Safety profile of the quinolones

Abstract

The most important finding from preclinical evaluation of fluoroquinolones has been their arthropathogenic potential in young animals. This toxic effect is found with all quinolones known so far and has led to the decision not to use them in children and adolescents, despite the fact that the significance of the effect for humans is still unclear. The mutagenic potential of the drugs seems to be low although bacterial DNA-metabolism is a major target of their action. Newer in-vitro methods to study topoisomerases from bacterial and mammalian cells are suitable to detect differences in the derivatives with regard to their mutagenic potential.
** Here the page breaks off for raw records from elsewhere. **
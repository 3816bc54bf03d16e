//! SurrealDB Handle - Connection and Operations
//!
//! Manages connection and provides methods for:
//! - release documents with embedded verification entries
//! - version-conditional writes and deletes
//! - repository `verified` flag promotion
//!
//! Supports local (in-memory or surrealkv file) and cloud (WebSocket) connections.

use crate::error::StateError;
use crate::storage_traits::{
    ReleaseId, ReleasePatch, ReleaseRecord, RepositoryId, RepositoryRecord, StorageResult,
    VerificationEntry,
};
use crate::Result;
use crate::StorageError;
use chrono::{DateTime, Utc};
use serde::{Deserialize, Serialize};
use surrealdb::engine::any::Any;
use surrealdb::opt::auth::{Database, Root};
use surrealdb::sql::Datetime as SurrealDatetime;
use surrealdb::Surreal;
use tracing::{debug, info, instrument};

const DEFAULT_NAMESPACE: &str = "vizrev";
const DEFAULT_DATABASE: &str = "main";

/// Configuration for SurrealDB Cloud connection
#[derive(Debug, Clone)]
pub struct CloudConfig {
    /// WebSocket endpoint URL (e.g., "wss://xxx.aws-use1.surrealdb.cloud")
    pub endpoint: String,
    /// Database username
    pub username: String,
    /// Database password
    pub password: String,
    /// Namespace (default: "vizrev")
    pub namespace: String,
    /// Database name (default: "main")
    pub database: String,
    /// Whether this is a root user (true) or database user (false)
    pub is_root: bool,
}

impl CloudConfig {
    /// Create from environment variables
    ///
    /// Reads:
    /// - SURREALDB_ENDPOINT (required)
    /// - SURREALDB_USERNAME (required)
    /// - SURREALDB_PASSWORD (required)
    /// - SURREALDB_NAMESPACE (optional, default: "vizrev")
    /// - SURREALDB_DATABASE (optional, default: "main")
    /// - SURREALDB_ROOT (optional, default: "false") - set to "true" for root users
    pub fn from_env() -> std::result::Result<Self, String> {
        let endpoint =
            std::env::var("SURREALDB_ENDPOINT").map_err(|_| "SURREALDB_ENDPOINT not set")?;
        let username =
            std::env::var("SURREALDB_USERNAME").map_err(|_| "SURREALDB_USERNAME not set")?;
        let password =
            std::env::var("SURREALDB_PASSWORD").map_err(|_| "SURREALDB_PASSWORD not set")?;
        let namespace = std::env::var("SURREALDB_NAMESPACE")
            .unwrap_or_else(|_| DEFAULT_NAMESPACE.to_string());
        let database =
            std::env::var("SURREALDB_DATABASE").unwrap_or_else(|_| DEFAULT_DATABASE.to_string());
        let is_root = std::env::var("SURREALDB_ROOT")
            .map(|v| v.to_lowercase() == "true")
            .unwrap_or(false);

        Ok(Self {
            endpoint,
            username,
            password,
            namespace,
            database,
            is_root,
        })
    }
}

/// SurrealDB connection handle for vizrev
#[derive(Clone)]
pub struct SurrealHandle {
    db: Surreal<Any>,
}

#[derive(Debug, Clone, Serialize, Deserialize)]
struct DbRelease {
    release_id: String,
    repository_id: String,
    name: String,
    description: String,
    codesandbox_url: String,
    created_at: SurrealDatetime,
    verified: bool,
    version: u64,
    statuses: Vec<VerificationEntry>,
}

impl DbRelease {
    fn from_record(record: ReleaseRecord) -> Self {
        Self {
            release_id: record.id.0,
            repository_id: record.repository_id.0,
            name: record.name,
            description: record.description,
            codesandbox_url: record.codesandbox_url,
            created_at: SurrealDatetime::from(record.created_at),
            verified: record.verified,
            version: record.version,
            statuses: record.statuses,
        }
    }

    fn into_record(self) -> ReleaseRecord {
        ReleaseRecord {
            id: ReleaseId(self.release_id),
            repository_id: RepositoryId(self.repository_id),
            name: self.name,
            description: self.description,
            codesandbox_url: self.codesandbox_url,
            created_at: DateTime::<Utc>::from(self.created_at),
            verified: self.verified,
            version: self.version,
            statuses: self.statuses,
        }
    }
}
The major adverse effects observed clinically with the four most often used fluoroquinolones norfloxacin, ciprofloxacin, ofloxacin and enoxacin are gastrointestinal disturbances (1.8-5%), reactions of the central nervous system (0.9-1.6%) and skin reactions (0.6-1.4%). Higher incidences have been noticed during the clinical evaluation of fleroxacin at doses of 400 mg or more. A comparison of the adverse reaction frequencies of fluoroquinolones with those of other antimicrobial agents can most closely be made with the results from double-blind studies. Such results show that in most cases fluoroquinolones have been tolerated as well as or better than conventional drugs. Clinically relevant drug interactions have been observed with some quinolones that are metabolized primarily in the liver: enoxacin and ciprofloxacin reduce the theophylline clearance. Also, interactions of quinolones with Mg2(+)-containing antacids, which result in tremendous loss of bioavailability, are of therapeutic importance. Overall, fluoroquinolones are well tolerated and the incidences of side effects are similar to those of other antibacterials.